Hoje
Dizer que coisas más só acontecem aos outros porque são desatentos, desleixados, desmazelados, impetuosos, indolentes, negligentes, preguiçosos, remissos, etc., é um eufemismo, no pensar daqueles que se julgam precisos e vigilantes, na normalidade do seu dia a dia.
O problema é que nada prepara os precisos, vigilantes e preparados para a tempestade que, sem pedir licença, entra aos trambolhões pela porta da frente e não os atinge directamente a eles, aos rigorosos e precavidos, mas sim a quem querem mais do que a si próprios.
Tudo o que se tem como certo corre meia circunferência, perde-se o pé, ganha-se a noção. E adapta-se, característica fundamental do ser humano, animal de hábitos flexíveis, ou não fossemos gregários e conviventes uns dos outros.

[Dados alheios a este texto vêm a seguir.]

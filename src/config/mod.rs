//! Configuration module
//!
//! Settings are read from a TOML file in the platform config directory.

pub mod config;

pub use config::{BehaviorConfig, Config, DisplayConfig, PathsConfig};
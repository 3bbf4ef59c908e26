use std::fs;
use std::path::{Path, PathBuf};
use student_admissions::config::BehaviorConfig;
use student_admissions::data::datatable::{DataType, DataValue};
use student_admissions::data::datatable_loaders::{
    load_table, LoadError, LoadOptions, LoadOutcome, DATE_ADDED_COLUMN,
};
use student_admissions::filter::parse_rule;
use student_admissions::workspace::{LoadAction, LoadReport, Workspace};
use tempfile::TempDir;

fn settings() -> BehaviorConfig {
    BehaviorConfig {
        archive_on_load: false,
        archive_on_exit: false,
        ..BehaviorConfig::default()
    }
}

fn write(dir: &Path, name: &str, contents: impl AsRef<[u8]>) -> PathBuf {
    let path = dir.join(name);
    fs::write(&path, contents).unwrap();
    path
}

fn column_type(ws: &Workspace, column: &str) -> DataType {
    ws.base_model()
        .table()
        .get_column(column)
        .map(|c| c.data_type)
        .unwrap()
}

#[test]
fn test_tsv_columns_are_typed() {
    let dir = TempDir::new().unwrap();
    let path = write(
        dir.path(),
        "intake.tsv",
        "ID\tGPA\tEnrolled\tApplied\tNotes\n\
         1\t3.5\ttrue\t2024-01-15\tlate\n\
         2\t2.9\tfalse\t2024-02-20\t\n\
         3\t\ttrue\t2024-03-01\tSTU-001\n",
    );

    let mut ws = Workspace::new(settings());
    ws.load_file(&path, None, None).unwrap();

    assert_eq!(column_type(&ws, "ID"), DataType::Integer);
    assert_eq!(column_type(&ws, "GPA"), DataType::Float);
    assert_eq!(column_type(&ws, "Enrolled"), DataType::Boolean);
    assert_eq!(column_type(&ws, "Applied"), DataType::DateTime);
    assert_eq!(column_type(&ws, "Notes"), DataType::String);
    assert_eq!(column_type(&ws, DATE_ADDED_COLUMN), DataType::DateTime);

    let table = ws.base_model().table();
    assert_eq!(table.get_value_by_name(2, "GPA"), Some(&DataValue::Null));
    assert_eq!(
        table.get_value_by_name(0, "Applied"),
        Some(&DataValue::DateTime("2024-01-15".to_string()))
    );
}

#[test]
fn test_json_records_and_columns() {
    let dir = TempDir::new().unwrap();
    let records = write(
        dir.path(),
        "records.json",
        r#"[{"Name": "Ada", "Score": 91}, {"Name": "Ben", "Score": 78, "Track": "Arts"}]"#,
    );
    let columns = write(
        dir.path(),
        "columns.json",
        r#"{"Name": {"1": "Ben", "0": "Ada"}, "Score": {"0": 91, "1": 78}}"#,
    );

    let LoadOutcome::Loaded(by_record) = load_table(&records, &LoadOptions::default()).unwrap()
    else {
        panic!("JSON never asks for a sheet");
    };
    assert_eq!(by_record.column_names(), vec!["Name", "Score", "Track"]);
    assert_eq!(by_record.get_value_by_name(0, "Track"), Some(&DataValue::Null));

    let LoadOutcome::Loaded(by_column) = load_table(&columns, &LoadOptions::default()).unwrap()
    else {
        panic!("JSON never asks for a sheet");
    };
    assert_eq!(by_column.row_count(), 2);
    assert_eq!(
        by_column.get_value_by_name(0, "Name"),
        Some(&DataValue::String("Ada".to_string()))
    );
    assert_eq!(by_column.get_value_by_name(1, "Score"), Some(&DataValue::Integer(78)));
}

#[test]
fn test_latin1_file_is_decoded() {
    let dir = TempDir::new().unwrap();
    let path = write(dir.path(), "legacy.csv", b"Name,GPA\nJos\xe9,3.2\n");

    let mut ws = Workspace::new(settings());
    ws.load_file(&path, None, None).unwrap();
    assert_eq!(
        ws.base_model().table().get_value_by_name(0, "Name"),
        Some(&DataValue::String("José".to_string()))
    );
}

#[test]
fn test_unsupported_extension() {
    let dir = TempDir::new().unwrap();
    let path = write(dir.path(), "notes.txt", "hello");

    let mut ws = Workspace::new(settings());
    let err = ws.load_file(&path, None, None).unwrap_err();
    assert_eq!(
        err.downcast_ref::<LoadError>(),
        Some(&LoadError::UnsupportedFormat {
            extension: "txt".to_string()
        })
    );
    assert!(!ws.has_data());
}

#[test]
fn test_merge_drops_duplicates_and_refreshes_rule_tabs() {
    let dir = TempDir::new().unwrap();
    let first = write(
        dir.path(),
        "january.csv",
        "Name,GPA,Status\nAda,3.6,Active\nBen,2.0,Probation\n",
    );
    let second = write(
        dir.path(),
        "february.csv",
        "Status,Name,GPA\nProbation,Ben,2.0\nActive,Cy,3.9\n",
    );

    let mut ws = Workspace::new(settings());
    ws.load_file(&first, None, None).unwrap();
    ws.add_filter(0, parse_rule("GPA >= 3.5").unwrap(), None)
        .unwrap();
    assert_eq!(ws.tab_model(2).unwrap().row_count(), 1);

    let report = ws.load_file(&second, None, Some(LoadAction::Merge)).unwrap();
    assert!(matches!(
        report,
        LoadReport::Loaded {
            action: Some(LoadAction::Merge),
            rows: 2,
            total: 3,
            ..
        }
    ));

    let table = ws.base_model().table();
    assert_eq!(
        table.column_names(),
        vec!["Name", "GPA", "Status", DATE_ADDED_COLUMN]
    );
    let order: Vec<String> = (0..table.row_count())
        .map(|row| table.get_value_by_name(row, "Name").unwrap().to_string())
        .collect();
    assert_eq!(order, vec!["Ada", "Ben", "Cy"]);

    assert_eq!(ws.tab_model(2).unwrap().row_count(), 2);
    assert_eq!(ws.union_mask(), &[true, false, true]);
    assert_eq!(ws.current_file(), Some(second.as_path()));
}

#[test]
fn test_merge_mismatch_names_columns() {
    let dir = TempDir::new().unwrap();
    let first = write(dir.path(), "a.csv", "Name,GPA,Status\nAda,3.6,Active\n");
    let second = write(dir.path(), "b.csv", "Name,GPA,Advisor\nBen,2.0,Kim\n");

    let mut ws = Workspace::new(settings());
    ws.load_file(&first, None, None).unwrap();
    let err = ws
        .load_file(&second, None, Some(LoadAction::Merge))
        .unwrap_err();

    assert_eq!(
        err.to_string(),
        "Column mismatch: Missing: Status; Extra: Advisor"
    );
    assert_eq!(ws.base_model().row_count(), 1);
    assert_eq!(ws.current_file(), Some(first.as_path()));
}

#[test]
fn test_saved_workbook_loads_by_sheet() {
    let dir = TempDir::new().unwrap();
    let roster = write(
        dir.path(),
        "roster.csv",
        "Name,GPA\nAda,3.6\nBen,2.0\nCy,3.9\n",
    );

    let mut ws = Workspace::new(settings());
    ws.load_file(&roster, None, None).unwrap();
    ws.add_filter(0, parse_rule("GPA >= 3.5").unwrap(), None)
        .unwrap();
    let workbook = dir.path().join("review.xlsx");
    ws.save_view(0, &workbook).unwrap();

    let mut reader = Workspace::new(settings());
    let report = reader.load_file(&workbook, None, None).unwrap();
    assert_eq!(
        report,
        LoadReport::NeedsSheet(vec![
            "ALL".to_string(),
            "HIGHLIGHTED".to_string(),
            "UNHIGHLIGHTED".to_string()
        ])
    );
    assert!(!reader.has_data());

    reader
        .load_file(&workbook, Some("HIGHLIGHTED"), None)
        .unwrap();
    let table = reader.base_model().table();
    assert_eq!(table.row_count(), 2);
    assert_eq!(table.get_value_by_name(1, "GPA"), Some(&DataValue::Float(3.9)));
}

Planos só para o dia a dia. Lágrimas, para quê? Saber esperar passou a ser mais do que uma virtude, transformou-se num modo de vida.
Chega-nos à ideia aquela frase batida dos tempos da pandemia “vai correr tudo bem“ e também a outra, a da canção sentida, em dueto clássico, com a qual passámos a conviver, com o sorriso tranquilo de quem tem fé.